The expected output is the complete data, reproduced exactly.

-------------------------

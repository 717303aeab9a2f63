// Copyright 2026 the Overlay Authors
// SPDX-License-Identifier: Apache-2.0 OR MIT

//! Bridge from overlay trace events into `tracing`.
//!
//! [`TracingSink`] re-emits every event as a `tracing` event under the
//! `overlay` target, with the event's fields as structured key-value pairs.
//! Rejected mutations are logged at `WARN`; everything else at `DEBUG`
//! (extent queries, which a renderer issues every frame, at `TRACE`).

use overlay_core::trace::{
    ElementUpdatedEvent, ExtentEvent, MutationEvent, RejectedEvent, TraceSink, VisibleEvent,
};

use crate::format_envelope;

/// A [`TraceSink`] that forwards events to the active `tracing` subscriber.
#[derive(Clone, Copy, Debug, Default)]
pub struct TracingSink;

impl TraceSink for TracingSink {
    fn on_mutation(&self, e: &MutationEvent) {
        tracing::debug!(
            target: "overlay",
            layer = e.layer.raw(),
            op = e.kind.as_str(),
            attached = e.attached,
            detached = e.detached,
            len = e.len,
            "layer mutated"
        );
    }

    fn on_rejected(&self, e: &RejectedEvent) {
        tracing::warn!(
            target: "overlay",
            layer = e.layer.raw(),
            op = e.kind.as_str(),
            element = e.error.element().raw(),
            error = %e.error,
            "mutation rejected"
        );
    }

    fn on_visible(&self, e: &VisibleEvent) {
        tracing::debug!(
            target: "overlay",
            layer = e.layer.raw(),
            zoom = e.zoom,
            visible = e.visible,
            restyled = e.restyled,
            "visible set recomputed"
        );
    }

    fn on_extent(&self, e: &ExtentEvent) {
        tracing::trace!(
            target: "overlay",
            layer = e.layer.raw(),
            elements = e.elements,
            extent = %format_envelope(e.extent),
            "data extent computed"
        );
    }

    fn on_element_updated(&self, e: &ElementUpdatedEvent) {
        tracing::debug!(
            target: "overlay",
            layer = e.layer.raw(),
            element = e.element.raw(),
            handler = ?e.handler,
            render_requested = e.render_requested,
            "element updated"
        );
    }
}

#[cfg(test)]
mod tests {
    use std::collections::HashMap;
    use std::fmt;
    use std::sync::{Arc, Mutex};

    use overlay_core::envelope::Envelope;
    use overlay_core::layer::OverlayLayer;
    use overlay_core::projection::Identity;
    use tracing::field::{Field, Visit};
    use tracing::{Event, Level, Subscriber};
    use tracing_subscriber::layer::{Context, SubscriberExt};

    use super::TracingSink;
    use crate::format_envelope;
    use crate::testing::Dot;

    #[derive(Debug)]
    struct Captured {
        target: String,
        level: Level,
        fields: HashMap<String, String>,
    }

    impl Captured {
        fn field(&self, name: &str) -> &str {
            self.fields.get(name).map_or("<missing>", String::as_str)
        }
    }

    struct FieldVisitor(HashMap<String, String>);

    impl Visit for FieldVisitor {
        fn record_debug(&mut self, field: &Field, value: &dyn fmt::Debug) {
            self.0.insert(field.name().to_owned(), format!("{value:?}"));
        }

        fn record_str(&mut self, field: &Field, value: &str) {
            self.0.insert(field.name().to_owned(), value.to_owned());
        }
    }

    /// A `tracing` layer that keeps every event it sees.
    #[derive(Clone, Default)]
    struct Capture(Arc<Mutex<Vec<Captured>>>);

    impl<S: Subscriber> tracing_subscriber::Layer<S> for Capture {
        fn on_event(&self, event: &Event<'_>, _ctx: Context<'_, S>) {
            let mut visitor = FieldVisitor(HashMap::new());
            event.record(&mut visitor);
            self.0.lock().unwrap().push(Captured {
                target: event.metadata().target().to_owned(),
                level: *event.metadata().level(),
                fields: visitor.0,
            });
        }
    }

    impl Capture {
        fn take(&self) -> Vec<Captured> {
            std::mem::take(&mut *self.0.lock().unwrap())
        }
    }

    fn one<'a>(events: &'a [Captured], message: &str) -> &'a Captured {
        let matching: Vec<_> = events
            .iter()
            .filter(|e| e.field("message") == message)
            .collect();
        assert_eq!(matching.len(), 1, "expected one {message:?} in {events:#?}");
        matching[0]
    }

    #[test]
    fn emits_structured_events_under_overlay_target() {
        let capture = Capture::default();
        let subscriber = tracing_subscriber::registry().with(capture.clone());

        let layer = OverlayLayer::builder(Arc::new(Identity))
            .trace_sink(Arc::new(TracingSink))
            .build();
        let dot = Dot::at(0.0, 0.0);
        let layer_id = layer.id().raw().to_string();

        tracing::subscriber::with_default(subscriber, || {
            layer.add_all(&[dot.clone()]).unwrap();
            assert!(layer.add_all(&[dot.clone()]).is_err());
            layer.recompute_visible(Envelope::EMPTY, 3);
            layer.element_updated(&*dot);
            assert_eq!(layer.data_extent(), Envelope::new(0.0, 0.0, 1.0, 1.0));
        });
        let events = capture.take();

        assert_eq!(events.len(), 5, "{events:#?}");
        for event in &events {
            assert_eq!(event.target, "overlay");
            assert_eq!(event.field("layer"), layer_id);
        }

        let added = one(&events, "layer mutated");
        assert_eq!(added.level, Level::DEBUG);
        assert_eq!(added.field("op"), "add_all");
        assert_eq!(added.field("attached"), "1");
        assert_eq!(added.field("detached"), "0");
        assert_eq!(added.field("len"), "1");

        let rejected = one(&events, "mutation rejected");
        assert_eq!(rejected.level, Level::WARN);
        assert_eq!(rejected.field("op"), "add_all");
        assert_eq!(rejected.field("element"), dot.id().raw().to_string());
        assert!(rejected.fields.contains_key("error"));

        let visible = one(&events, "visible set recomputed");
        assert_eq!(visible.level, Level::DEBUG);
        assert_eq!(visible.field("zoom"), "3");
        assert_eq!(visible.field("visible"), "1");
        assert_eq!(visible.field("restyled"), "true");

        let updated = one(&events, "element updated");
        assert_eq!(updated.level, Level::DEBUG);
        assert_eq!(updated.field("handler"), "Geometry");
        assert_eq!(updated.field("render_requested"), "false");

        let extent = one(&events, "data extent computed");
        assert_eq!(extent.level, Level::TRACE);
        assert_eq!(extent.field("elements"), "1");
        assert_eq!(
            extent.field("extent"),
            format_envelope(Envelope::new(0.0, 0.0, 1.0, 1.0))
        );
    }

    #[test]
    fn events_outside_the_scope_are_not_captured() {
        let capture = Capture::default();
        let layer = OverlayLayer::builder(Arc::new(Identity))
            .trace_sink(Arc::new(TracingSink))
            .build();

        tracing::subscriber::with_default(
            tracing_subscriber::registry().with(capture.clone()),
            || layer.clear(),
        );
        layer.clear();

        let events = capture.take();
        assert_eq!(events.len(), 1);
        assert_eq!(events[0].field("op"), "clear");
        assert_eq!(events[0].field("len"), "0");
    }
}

-------------------------

Final answer
repository 717303aeab9a2f63
// Copyright 2026 the Overlay Authors
// SPDX-License-Identifier: Apache-2.0 OR MIT

//! Bridge from overlay trace events into `tracing`.
//!
//! [`TracingSink`] re-emits every event as a `tracing` event under the
//! `overlay` target, with the event's fields as structured key-value pairs.
//! Rejected mutations are logged at `WARN`; everything else at `DEBUG`
//! (extent queries, which a renderer issues every frame, at `TRACE`).

use overlay_core::trace::{
    ElementUpdatedEvent, ExtentEvent, MutationEvent, RejectedEvent, TraceSink, VisibleEvent,
};

use crate::format_envelope;

/// A [`TraceSink`] that forwards events to the active `tracing` subscriber.
#[derive(Clone, Copy, Debug, Default)]
pub struct TracingSink;

impl TraceSink for TracingSink {
    fn on_mutation(&self, e: &MutationEvent) {
        tracing::debug!(
            target: "overlay",
            layer = e.layer.raw(),
            op = e.kind.as_str(),
            attached = e.attached,
            detached = e.detached,
            len = e.len,
            "layer mutated"
        );
    }

    fn on_rejected(&self, e: &RejectedEvent) {
        tracing::warn!(
            target: "overlay",
            layer = e.layer.raw(),
            op = e.kind.as_str(),
            element = e.error.element().raw(),
            error = %e.error,
            "mutation rejected"
        );
    }

    fn on_visible(&self, e: &VisibleEvent) {
        tracing::debug!(
            target: "overlay",
            layer = e.layer.raw(),
            zoom = e.zoom,
            visible = e.visible,
            restyled = e.restyled,
            "visible set recomputed"
        );
    }

    fn on_extent(&self, e: &ExtentEvent) {
        tracing::trace!(
            target: "overlay",
            layer = e.layer.raw(),
            elements = e.elements,
            extent = %format_envelope(e.extent),
            "data extent computed"
        );
    }

    fn on_element_updated(&self, e: &ElementUpdatedEvent) {
        tracing::debug!(
            target: "overlay",
            layer = e.layer.raw(),
            element = e.element.raw(),
            handler = ?e.handler,
            render_requested = e.render_requested,
            "element updated"
        );
    }
}

#[cfg(test)]
mod tests {
    use std::collections::HashMap;
    use std::fmt;
    use std::sync::{Arc, Mutex};

    use overlay_core::envelope::Envelope;
    use overlay_core::layer::OverlayLayer;
    use overlay_core::projection::Identity;
    use tracing::field::{Field, Visit};
    use tracing::{Event, Level, Subscriber};
    use tracing_subscriber::layer::{Context, SubscriberExt};

    use super::TracingSink;
    use crate::format_envelope;
    use crate::testing::Dot;

    #[derive(Debug)]
    struct Captured {
        target: String,
        level: Level,
        fields: HashMap<String, String>,
    }

    impl Captured {
        fn field(&self, name: &str) -> &str {
            self.fields.get(name).map_or("<missing>", String::as_str)
        }
    }

    struct FieldVisitor(HashMap<String, String>);

    impl Visit for FieldVisitor {
        fn record_debug(&mut self, field: &Field, value: &dyn fmt::Debug) {
            self.0.insert(field.name().to_owned(), format!("{value:?}"));
        }

        fn record_str(&mut self, field: &Field, value: &str) {
            self.0.insert(field.name().to_owned(), value.to_owned());
        }
    }

    /// A `tracing` layer that keeps every event it sees.
    #[derive(Clone, Default)]
    struct Capture(Arc<Mutex<Vec<Captured>>>);

    impl<S: Subscriber> tracing_subscriber::Layer<S> for Capture {
        fn on_event(&self, event: &Event<'_>, _ctx: Context<'_, S>) {
            let mut visitor = FieldVisitor(HashMap::new());
            event.record(&mut visitor);
            self.0.lock().unwrap().push(Captured {
                target: event.metadata().target().to_owned(),
                level: *event.metadata().level(),
                fields: visitor.0,
            });
        }
    }

    impl Capture {
        fn take(&self) -> Vec<Captured> {
            std::mem::take(&mut *self.0.lock().unwrap())
        }
    }

    fn one<'a>(events: &'a [Captured], message: &str) -> &'a Captured {
        let matching: Vec<_> = events
            .iter()
            .filter(|e| e.field("message") == message)
            .collect();
        assert_eq!(matching.len(), 1, "expected one {message:?} in {events:#?}");
        matching[0]
    }

    #[test]
    fn emits_structured_events_under_overlay_target() {
        let capture = Capture::default();
        let subscriber = tracing_subscriber::registry().with(capture.clone());

        let layer = OverlayLayer::builder(Arc::new(Identity))
            .trace_sink(Arc::new(TracingSink))
            .build();
        let dot = Dot::at(0.0, 0.0);
        let layer_id = layer.id().raw().to_string();

        tracing::subscriber::with_default(subscriber, || {
            layer.add_all(&[dot.clone()]).unwrap();
            assert!(layer.add_all(&[dot.clone()]).is_err());
            layer.recompute_visible(Envelope::EMPTY, 3);
            layer.element_updated(&*dot);
            assert_eq!(layer.data_extent(), Envelope::new(0.0, 0.0, 1.0, 1.0));
        });
        let events = capture.take();

        assert_eq!(events.len(), 5, "{events:#?}");
        for event in &events {
            assert_eq!(event.target, "overlay");
            assert_eq!(event.field("layer"), layer_id);
        }

        let added = one(&events, "layer mutated");
        assert_eq!(added.level, Level::DEBUG);
        assert_eq!(added.field("op"), "add_all");
        assert_eq!(added.field("attached"), "1");
        assert_eq!(added.field("detached"), "0");
        assert_eq!(added.field("len"), "1");

        let rejected = one(&events, "mutation rejected");
        assert_eq!(rejected.level, Level::WARN);
        assert_eq!(rejected.field("op"), "add_all");
        assert_eq!(rejected.field("element"), dot.id().raw().to_string());
        assert!(rejected.fields.contains_key("error"));

        let visible = one(&events, "visible set recomputed");
        assert_eq!(visible.level, Level::DEBUG);
        assert_eq!(visible.field("zoom"), "3");
        assert_eq!(visible.field("visible"), "1");
        assert_eq!(visible.field("restyled"), "true");

        let updated = one(&events, "element updated");
        assert_eq!(updated.level, Level::DEBUG);
        assert_eq!(updated.field("handler"), "Geometry");
        assert_eq!(updated.field("render_requested"), "false");

        let extent = one(&events, "data extent computed");
        assert_eq!(extent.level, Level::TRACE);
        assert_eq!(extent.field("elements"), "1");
        assert_eq!(
            extent.field("extent"),
            format_envelope(Envelope::new(0.0, 0.0, 1.0, 1.0))
        );
    }

    #[test]
    fn events_outside_the_scope_are_not_captured() {
        let capture = Capture::default();
        let layer = OverlayLayer::builder(Arc::new(Identity))
            .trace_sink(Arc::new(TracingSink))
            .build();

        tracing::subscriber::with_default(
            tracing_subscriber::registry().with(capture.clone()),
            || layer.clear(),
        );
        layer.clear();

        let events = capture.take();
        assert_eq!(events.len(), 1);
        assert_eq!(events[0].field("op"), "clear");
        assert_eq!(events[0].field("len"), "0");
    }
}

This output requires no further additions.